Within a VPC public subnet, what function does a public IP address provide?
A. A central target where route tables direct all VPC egress traffic to the Internet
B. Set a specific resource’s network location to support communication with the Internet
C. Allow or restrict external traffic from entering the subnet based on a series of rules
D. Serve as an anchor on the customer side of a VPN connection to a VPC
B. Set a specific resource’s network location to support communication with the Internet
Explanation
A public IP address is essentially the location for any external messages to reach resources in your VPC subnet. Without it, external resources would not know how to reach you. The other choices are the services provided by internet gateways, network ACLs, and customer gateways.

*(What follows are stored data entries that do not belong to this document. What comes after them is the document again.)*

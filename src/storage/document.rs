//! Node document codec.
//!
//! # File Format
//! ```text
//! ---
//! { ...node metadata as JSON, camelCase... }
//! ---
//! body text
//! ```

use std::path::Path;

use crate::error::StorageError;
use crate::node::KnowledgeNode;

const FENCE: &str = "---";

/// Renders a node as a frontmatter document.
///
/// # Errors
/// Returns `StorageError::Serialization` if the metadata cannot be encoded.
pub fn render_node(node: &KnowledgeNode) -> Result<String, StorageError> {
    let meta = serde_json::to_string_pretty(node)
        .map_err(|e| StorageError::Serialization(e.to_string()))?;
    let mut out = String::with_capacity(meta.len() + node.body.len() + 16);
    out.push_str(FENCE);
    out.push('\n');
    out.push_str(&meta);
    out.push('\n');
    out.push_str(FENCE);
    out.push('\n');
    out.push_str(&node.body);
    Ok(out)
}

/// Parses a frontmatter document read from `path`.
///
/// # Errors
/// Returns `StorageError::Parse` if the fences are missing or the metadata is
/// not a valid node record.
pub fn parse_node(path: &Path, text: &str) -> Result<KnowledgeNode, StorageError> {
    let parse_err = |reason: &str| StorageError::Parse {
        path: path.to_path_buf(),
        reason: reason.to_string(),
    };

    let text = text.strip_prefix('\u{feff}').unwrap_or(text);
    let mut lines = text.split_inclusive('\n');
    let Some(first) = lines.next() else {
        return Err(parse_err("empty document"));
    };
    if first.trim_end() != FENCE {
        return Err(parse_err("missing opening frontmatter fence"));
    }

    let mut meta = String::new();
    let mut consumed = first.len();
    let mut closed = false;
    for line in lines {
        consumed += line.len();
        if line.trim_end() == FENCE {
            closed = true;
            break;
        }
        meta.push_str(line);
    }
    if !closed {
        return Err(parse_err("missing closing frontmatter fence"));
    }

    let mut node: KnowledgeNode =
        serde_json::from_str(&meta).map_err(|e| parse_err(&e.to_string()))?;
    if node.id.as_str().is_empty() {
        return Err(parse_err("node id is empty"));
    }
    node.body = text[consumed..].to_string();
    Ok(node)
}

_____ is a networking connection between two VPCs that enables you to route traffic privately between them, even if those VPCs are in two different regions or AWS accounts.
A. AWS CloudFront
B. VPC Bridging
C. VPC Peering
D. AWS Transit Gateway
C. VPC Peering
Explanation
In the last example, we talked about creating separate private subnets within the same VPC for your development, testing, and production systems. But you could actually separate these private subnets out across multiple VPCs. And suppose you still needed to communicate between these VPCs. In that case, you could use VPC Peering, which is a networking connection between two VPCs that enables you to route traffic privately between them, even if those VPCs are in two different regions or, as we’ll see in a moment, two different AWS accounts.
Which statements regarding VPC subnets are correct? (Choose 2 answers)
A. A route to an internet gateway means the subnet is public.
B. A route to a virtual private gateway means that the subnet is public.
C. A route to a NAT instance indicates VPN communication with on-premises servers.
D. No route to an internet gateway or virtual private gateway indicates a private subnet.
A. A route to an internet gateway means the subnet is public.
D. No route to an internet gateway or virtual private gateway indicates a private subnet.
Explanation;
Your VPC has an implicit router and a main route table that you can modify. Each subnet you create must be associated with a route table. Adding an internet gateway and adding a route to that IGW facilitates traffic out to the Internet for a public subnet. NAT instance and NAT gateways are provided to allow instances in private subnets to gain internet access.
_____ is a dedicated connection between an on-premises network and AWS.
A. AWS Transit Hub
B. AWS Direct Connect
C. VPC Peering
D. AWS Site-to-Site VPN
B. AWS Direct Connect
Explanation
Your other option for connecting to a VPC from your on-premises environment is to use AWS Direct Connect, which is a dedicated connection between your network and AWS.
Within AWS, what is an accurate description of a Virtual Private Cloud (VPC)?
A. An AWS user’s separate network segment within the AWS cloud
B. An AWS user’s connection between two remote networks via the public internet
C. An AWS user’s connection between two remote networks via private AWS infrastructure
D. an isolated segment of an AWS network that cannot receive inbound traffic from the internet
A. An AWS user’s separate network segment within the AWS cloud
Explanation
A Virtual Private Cloud can be described as an AWS user’s network segment of the AWS cloud. The other statements describe a virtual private network connection, a connection via AWS Direct Connect, and a private subnet within a VPC.